• Directions for this task: Pull every line of the entries that has the word "host".

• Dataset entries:
▼
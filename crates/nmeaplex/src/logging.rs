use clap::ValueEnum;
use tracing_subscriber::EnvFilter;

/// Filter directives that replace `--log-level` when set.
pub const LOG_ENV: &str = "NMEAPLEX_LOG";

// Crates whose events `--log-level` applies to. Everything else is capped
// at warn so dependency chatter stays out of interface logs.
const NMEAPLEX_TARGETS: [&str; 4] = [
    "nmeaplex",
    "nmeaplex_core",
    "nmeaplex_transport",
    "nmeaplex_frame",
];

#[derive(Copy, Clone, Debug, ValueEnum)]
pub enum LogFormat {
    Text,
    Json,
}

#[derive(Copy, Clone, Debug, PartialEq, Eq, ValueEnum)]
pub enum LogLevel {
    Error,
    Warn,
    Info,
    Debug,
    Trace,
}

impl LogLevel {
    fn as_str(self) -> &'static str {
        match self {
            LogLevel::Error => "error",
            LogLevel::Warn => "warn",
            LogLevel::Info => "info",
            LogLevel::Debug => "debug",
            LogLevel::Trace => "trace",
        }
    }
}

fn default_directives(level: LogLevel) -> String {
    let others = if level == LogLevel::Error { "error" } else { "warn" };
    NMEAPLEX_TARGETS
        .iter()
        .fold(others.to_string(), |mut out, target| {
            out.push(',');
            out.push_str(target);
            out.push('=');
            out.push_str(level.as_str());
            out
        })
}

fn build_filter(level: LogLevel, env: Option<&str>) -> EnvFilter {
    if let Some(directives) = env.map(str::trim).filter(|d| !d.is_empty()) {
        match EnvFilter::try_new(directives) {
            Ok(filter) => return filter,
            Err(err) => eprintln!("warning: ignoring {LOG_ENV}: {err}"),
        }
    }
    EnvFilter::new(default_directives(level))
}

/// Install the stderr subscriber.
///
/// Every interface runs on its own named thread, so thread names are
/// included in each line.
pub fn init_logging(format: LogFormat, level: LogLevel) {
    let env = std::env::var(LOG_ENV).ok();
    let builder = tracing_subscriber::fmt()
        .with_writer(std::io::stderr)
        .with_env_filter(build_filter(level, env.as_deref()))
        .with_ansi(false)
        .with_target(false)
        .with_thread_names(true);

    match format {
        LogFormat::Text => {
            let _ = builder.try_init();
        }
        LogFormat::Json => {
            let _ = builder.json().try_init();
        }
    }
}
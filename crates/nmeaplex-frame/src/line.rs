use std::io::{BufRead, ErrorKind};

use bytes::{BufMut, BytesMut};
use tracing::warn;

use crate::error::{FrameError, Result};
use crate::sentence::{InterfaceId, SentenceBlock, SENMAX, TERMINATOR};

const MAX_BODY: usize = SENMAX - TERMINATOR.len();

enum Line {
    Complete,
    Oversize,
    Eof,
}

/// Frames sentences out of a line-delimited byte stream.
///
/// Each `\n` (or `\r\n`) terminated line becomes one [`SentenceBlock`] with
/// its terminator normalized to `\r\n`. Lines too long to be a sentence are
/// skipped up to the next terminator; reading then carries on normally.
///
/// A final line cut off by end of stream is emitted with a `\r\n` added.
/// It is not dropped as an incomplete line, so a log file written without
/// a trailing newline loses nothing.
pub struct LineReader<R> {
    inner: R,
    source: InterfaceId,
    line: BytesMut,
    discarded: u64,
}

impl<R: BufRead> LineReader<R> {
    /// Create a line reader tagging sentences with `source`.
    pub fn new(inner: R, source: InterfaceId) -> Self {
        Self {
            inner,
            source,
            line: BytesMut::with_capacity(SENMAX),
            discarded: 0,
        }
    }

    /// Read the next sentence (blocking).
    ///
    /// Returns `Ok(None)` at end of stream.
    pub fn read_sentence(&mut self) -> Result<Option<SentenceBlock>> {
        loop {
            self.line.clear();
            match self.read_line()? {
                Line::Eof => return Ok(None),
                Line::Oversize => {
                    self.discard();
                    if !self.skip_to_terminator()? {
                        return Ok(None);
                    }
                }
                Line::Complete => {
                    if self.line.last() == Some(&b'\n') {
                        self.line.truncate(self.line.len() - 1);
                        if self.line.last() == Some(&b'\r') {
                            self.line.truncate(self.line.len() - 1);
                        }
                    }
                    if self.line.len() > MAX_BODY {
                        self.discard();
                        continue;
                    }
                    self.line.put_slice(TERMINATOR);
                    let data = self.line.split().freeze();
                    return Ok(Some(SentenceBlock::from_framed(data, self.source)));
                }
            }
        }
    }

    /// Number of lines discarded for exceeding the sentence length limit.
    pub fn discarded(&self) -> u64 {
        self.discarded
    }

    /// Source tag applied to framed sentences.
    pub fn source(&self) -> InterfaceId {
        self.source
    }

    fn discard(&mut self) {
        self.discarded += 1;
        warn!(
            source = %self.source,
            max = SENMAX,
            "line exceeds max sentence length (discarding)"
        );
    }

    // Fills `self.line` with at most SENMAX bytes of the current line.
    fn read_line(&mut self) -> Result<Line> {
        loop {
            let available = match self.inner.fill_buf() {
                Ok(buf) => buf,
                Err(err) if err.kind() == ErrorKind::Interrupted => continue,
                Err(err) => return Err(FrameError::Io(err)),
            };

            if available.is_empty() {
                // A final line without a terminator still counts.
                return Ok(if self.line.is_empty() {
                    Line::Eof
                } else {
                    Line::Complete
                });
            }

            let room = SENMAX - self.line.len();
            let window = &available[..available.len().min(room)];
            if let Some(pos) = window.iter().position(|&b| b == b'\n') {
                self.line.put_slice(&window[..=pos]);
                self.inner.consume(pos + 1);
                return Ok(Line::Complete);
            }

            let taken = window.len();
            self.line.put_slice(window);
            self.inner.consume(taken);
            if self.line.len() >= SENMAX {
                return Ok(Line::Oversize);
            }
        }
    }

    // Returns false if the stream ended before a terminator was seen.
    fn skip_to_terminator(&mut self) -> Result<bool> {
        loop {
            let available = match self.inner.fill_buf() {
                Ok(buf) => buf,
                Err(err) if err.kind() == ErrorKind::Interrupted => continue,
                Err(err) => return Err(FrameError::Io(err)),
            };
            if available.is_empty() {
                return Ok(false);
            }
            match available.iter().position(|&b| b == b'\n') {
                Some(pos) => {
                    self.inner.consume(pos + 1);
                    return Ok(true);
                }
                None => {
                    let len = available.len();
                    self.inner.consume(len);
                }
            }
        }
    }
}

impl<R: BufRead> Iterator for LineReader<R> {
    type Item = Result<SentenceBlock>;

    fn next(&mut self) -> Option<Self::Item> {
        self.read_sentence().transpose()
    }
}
▲
▼
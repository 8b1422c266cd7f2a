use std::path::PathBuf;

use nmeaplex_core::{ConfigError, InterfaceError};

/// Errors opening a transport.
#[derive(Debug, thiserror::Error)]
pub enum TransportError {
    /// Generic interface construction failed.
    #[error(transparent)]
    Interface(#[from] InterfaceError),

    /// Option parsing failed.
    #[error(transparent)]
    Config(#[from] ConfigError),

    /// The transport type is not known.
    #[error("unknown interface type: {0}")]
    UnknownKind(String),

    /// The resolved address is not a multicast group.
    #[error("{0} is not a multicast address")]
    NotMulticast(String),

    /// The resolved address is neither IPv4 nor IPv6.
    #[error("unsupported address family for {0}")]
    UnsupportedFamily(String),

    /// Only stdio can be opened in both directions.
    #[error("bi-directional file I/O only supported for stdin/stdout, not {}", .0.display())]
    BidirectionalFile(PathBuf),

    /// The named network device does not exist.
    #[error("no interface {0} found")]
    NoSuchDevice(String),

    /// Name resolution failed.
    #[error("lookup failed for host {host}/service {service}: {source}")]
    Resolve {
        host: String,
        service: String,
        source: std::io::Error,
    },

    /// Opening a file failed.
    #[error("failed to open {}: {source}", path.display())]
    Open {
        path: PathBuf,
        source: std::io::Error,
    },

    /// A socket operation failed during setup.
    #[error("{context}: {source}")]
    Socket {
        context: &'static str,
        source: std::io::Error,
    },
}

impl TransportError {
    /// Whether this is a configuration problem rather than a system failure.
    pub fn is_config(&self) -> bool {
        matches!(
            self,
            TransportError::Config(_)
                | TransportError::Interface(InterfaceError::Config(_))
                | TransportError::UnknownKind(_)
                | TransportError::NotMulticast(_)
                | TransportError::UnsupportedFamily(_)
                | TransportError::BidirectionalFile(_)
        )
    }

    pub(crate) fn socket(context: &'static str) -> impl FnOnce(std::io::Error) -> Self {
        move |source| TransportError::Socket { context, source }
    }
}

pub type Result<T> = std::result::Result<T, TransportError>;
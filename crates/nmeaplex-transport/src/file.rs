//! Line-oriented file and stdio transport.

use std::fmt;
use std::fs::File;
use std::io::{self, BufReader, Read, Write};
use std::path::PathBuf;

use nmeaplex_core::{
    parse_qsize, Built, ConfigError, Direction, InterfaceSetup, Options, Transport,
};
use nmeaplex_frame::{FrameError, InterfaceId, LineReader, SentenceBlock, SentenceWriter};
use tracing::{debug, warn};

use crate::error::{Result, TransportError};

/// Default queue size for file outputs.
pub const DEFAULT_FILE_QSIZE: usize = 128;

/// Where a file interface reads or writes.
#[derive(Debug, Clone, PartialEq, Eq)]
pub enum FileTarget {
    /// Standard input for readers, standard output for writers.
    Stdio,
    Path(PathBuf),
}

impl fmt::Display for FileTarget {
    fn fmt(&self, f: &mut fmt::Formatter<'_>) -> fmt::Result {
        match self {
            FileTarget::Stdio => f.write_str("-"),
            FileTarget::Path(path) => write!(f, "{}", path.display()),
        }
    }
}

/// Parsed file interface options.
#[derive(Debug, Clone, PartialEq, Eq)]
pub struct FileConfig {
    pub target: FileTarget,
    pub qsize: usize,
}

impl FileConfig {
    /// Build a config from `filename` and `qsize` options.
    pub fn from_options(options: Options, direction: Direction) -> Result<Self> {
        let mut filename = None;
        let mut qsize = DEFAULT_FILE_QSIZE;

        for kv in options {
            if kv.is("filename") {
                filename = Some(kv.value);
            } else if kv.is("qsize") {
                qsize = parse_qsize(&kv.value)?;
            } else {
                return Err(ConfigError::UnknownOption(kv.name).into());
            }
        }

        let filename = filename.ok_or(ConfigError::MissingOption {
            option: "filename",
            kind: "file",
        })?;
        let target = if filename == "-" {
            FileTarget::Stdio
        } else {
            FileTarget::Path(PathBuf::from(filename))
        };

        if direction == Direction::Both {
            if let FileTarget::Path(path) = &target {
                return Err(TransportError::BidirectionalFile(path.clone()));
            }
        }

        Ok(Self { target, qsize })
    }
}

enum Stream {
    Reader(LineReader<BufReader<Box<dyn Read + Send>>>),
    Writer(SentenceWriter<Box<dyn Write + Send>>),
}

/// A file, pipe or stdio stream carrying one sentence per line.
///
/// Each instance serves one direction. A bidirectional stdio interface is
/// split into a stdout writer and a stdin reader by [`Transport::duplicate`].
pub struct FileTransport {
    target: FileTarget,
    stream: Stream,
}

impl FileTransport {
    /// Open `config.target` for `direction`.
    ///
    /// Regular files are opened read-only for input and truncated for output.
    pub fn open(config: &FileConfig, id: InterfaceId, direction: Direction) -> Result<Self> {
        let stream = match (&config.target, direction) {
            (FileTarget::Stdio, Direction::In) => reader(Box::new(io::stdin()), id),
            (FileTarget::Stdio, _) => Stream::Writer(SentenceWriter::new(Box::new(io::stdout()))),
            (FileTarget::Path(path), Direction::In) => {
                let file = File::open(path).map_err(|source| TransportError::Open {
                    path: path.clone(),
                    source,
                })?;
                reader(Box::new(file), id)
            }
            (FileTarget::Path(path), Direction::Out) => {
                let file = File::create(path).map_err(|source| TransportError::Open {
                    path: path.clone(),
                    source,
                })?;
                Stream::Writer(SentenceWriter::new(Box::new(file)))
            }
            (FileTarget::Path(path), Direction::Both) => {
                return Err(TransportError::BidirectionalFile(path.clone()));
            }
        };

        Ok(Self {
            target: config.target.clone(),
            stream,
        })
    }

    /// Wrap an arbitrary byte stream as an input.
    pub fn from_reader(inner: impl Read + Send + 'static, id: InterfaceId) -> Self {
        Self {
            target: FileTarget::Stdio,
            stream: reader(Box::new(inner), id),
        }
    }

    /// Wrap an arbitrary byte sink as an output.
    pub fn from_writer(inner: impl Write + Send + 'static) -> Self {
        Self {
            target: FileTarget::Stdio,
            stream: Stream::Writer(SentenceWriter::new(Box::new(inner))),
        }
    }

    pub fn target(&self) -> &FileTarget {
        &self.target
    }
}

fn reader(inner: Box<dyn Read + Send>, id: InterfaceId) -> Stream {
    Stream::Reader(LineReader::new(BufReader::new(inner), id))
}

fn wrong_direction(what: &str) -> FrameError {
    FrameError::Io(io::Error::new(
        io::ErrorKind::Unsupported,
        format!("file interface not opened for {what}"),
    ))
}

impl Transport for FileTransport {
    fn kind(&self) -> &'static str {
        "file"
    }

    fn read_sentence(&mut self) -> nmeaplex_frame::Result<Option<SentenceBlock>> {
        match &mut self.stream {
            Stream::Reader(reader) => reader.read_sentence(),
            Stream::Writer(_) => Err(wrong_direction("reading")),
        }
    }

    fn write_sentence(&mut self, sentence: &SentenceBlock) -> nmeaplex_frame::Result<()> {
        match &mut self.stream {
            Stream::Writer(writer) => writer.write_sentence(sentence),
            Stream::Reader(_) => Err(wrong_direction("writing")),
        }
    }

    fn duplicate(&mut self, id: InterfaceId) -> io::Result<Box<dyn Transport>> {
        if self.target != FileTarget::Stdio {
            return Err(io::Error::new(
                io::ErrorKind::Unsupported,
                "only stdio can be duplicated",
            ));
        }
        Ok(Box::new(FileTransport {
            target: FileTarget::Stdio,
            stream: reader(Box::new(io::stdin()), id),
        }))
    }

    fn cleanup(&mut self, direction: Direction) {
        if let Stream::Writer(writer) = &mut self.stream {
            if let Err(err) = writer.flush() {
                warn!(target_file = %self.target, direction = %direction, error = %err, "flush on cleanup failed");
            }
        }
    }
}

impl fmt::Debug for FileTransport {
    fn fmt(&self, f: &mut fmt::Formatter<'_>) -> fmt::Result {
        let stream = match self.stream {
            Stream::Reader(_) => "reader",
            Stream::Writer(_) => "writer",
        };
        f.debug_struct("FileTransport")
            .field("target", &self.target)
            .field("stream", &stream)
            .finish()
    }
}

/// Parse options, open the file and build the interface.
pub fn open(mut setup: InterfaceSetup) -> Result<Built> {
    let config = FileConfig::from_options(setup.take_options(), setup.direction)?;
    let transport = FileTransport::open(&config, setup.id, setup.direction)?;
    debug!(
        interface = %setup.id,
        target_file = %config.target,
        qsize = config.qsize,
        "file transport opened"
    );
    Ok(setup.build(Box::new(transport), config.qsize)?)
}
▲
• Answer box:
    #[error("lookup failed for host {host}/service {service}: {source}")]
        host: String,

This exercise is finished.